School follows Dr. Bree Picower’s Six Elements of Social Justice

Posted in: College News and Events

Charles H. Bullock School, Montclair, NJ
Charles H. Bullock School, Montclair, NJ

The Charles H. Bullock School in Montclair, NJ was recently awarded an equity grant by the Montclair Fund for Educational Excellence (MFEE). The $10,000 award aims to provide significant funding to address issues of racial and socioeconomic inequity within each school.

Bullock has been using Montclair State University professor Bree Picower’s Six Elements of Social Justice, a framework for elementary students to learn about social justice, “to think about the way in which they’re supporting social action learning in the classrooms,” said Masiel Rodriquez-Vars, the Executive Director of MFEE.

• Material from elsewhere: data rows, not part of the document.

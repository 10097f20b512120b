//! Configuration for hab, from ~/.config/hab/config.toml and `HAB_*` env vars.

use std::net::{IpAddr, SocketAddr};
use std::path::{Path, PathBuf};

use config::{Config, Environment, File};
use serde::Deserialize;

use crate::error::{HabError, HabResult};

static DEFAULT_DATA_FILE: &str = "~/.hab/appointments.json";
static DEFAULT_HOST: &str = "127.0.0.1";
const DEFAULT_PORT: u16 = 3000;

fn default_data_file() -> PathBuf {
    PathBuf::from(DEFAULT_DATA_FILE)
}

fn default_host() -> String {
    DEFAULT_HOST.to_string()
}

fn default_port() -> u16 {
    DEFAULT_PORT
}

#[derive(Debug, Deserialize, Clone, PartialEq, Eq)]
pub struct HabConfig {
    /// JSON document holding every appointment
    #[serde(default = "default_data_file")]
    pub data_file: PathBuf,

    #[serde(default = "default_host")]
    pub host: String,

    #[serde(default = "default_port")]
    pub port: u16,
}

impl Default for HabConfig {
    fn default() -> Self {
        HabConfig {
            data_file: default_data_file(),
            host: default_host(),
            port: default_port(),
        }
    }
}

impl HabConfig {
    pub fn config_path() -> HabResult<PathBuf> {
        let config_dir = dirs::config_dir()
            .ok_or_else(|| HabError::Config("Could not determine config directory".into()))?
            .join("hab");

        Ok(config_dir.join("config.toml"))
    }

    /// Load from the user config file, writing a commented default one first
    /// if it does not exist yet.
    pub fn load() -> HabResult<Self> {
        let config_path = Self::config_path()?;

        if !config_path.exists() {
            Self::create_default_config(&config_path)?;
        }

        Self::load_from(&config_path)
    }

    /// Load from `path` (optional) layered under `HAB_*` environment variables.
    pub fn load_from(path: &Path) -> HabResult<Self> {
        Config::builder()
            .add_source(File::from(path).required(false))
            .add_source(Environment::with_prefix("HAB").try_parsing(true))
            .build()
            .map_err(|e| HabError::Config(e.to_string()))?
            .try_deserialize()
            .map_err(|e| HabError::Config(e.to_string()))
    }

    /// The data file path with `~` expanded.
    pub fn data_path(&self) -> PathBuf {
        let full_path_str = shellexpand::tilde(&self.data_file.to_string_lossy()).into_owned();

        PathBuf::from(full_path_str)
    }

    pub fn socket_addr(&self) -> HabResult<SocketAddr> {
        let ip: IpAddr = self
            .host
            .parse()
            .map_err(|e| HabError::Config(format!("Invalid host '{}': {e}", self.host)))?;

        Ok(SocketAddr::new(ip, self.port))
    }

    /// Create a default config file with all options commented out.
    pub fn create_default_config(path: &Path) -> HabResult<()> {
        let contents = format!(
            "\
# hab configuration

# Where appointments are stored:
# data_file = \"{}\"

# Address the HTTP server listens on:
# host = \"{}\"
# port = {}
",
            DEFAULT_DATA_FILE, DEFAULT_HOST, DEFAULT_PORT
        );

        if let Some(parent) = path.parent() {
            std::fs::create_dir_all(parent).map_err(|e| {
                HabError::Config(format!("Could not create config directory: {e}"))
            })?;
        }

        std::fs::write(path, contents)
            .map_err(|e| HabError::Config(format!("Could not write config file: {e}")))?;

        Ok(())
    }
}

“To address equity for all learners, we use culturally responsive practices that seek to consider what the students see, hear, feel, and experience as individuals in their learning environment to affirm who they are and can become as a result of their presence in a classroom space,” Bullock Principal Nami Kuwabara said in the release. “Students are also supported in learning how to recognize injustice in their community and take action.”

Dr. Bree Picower is a Professor in the Teaching and Learning Department and Co-Director of two innovative teacher education programs, the Urban Teacher Residency, Newark Teacher Project as well as the Critical Urban Education Speaker Series with Dr. Tanya Maloney. She is the author of Reading, Writing and Racism, Practice What You Teach: Social Justice Education in the Classroom and the Streets and the co-editor of What’s Race Got To Do With It? How current school reform maintains racial and economic inequality and Confronting Racism in Teacher Education: Counternarratives of Critical Practice. Across her writing and teaching, Picower examines the role of racism in education and how to prepare teachers to disrupt Whiteness in order to advance social and racial justice. She has taught in public elementary schools in Oakland, California, and New York City.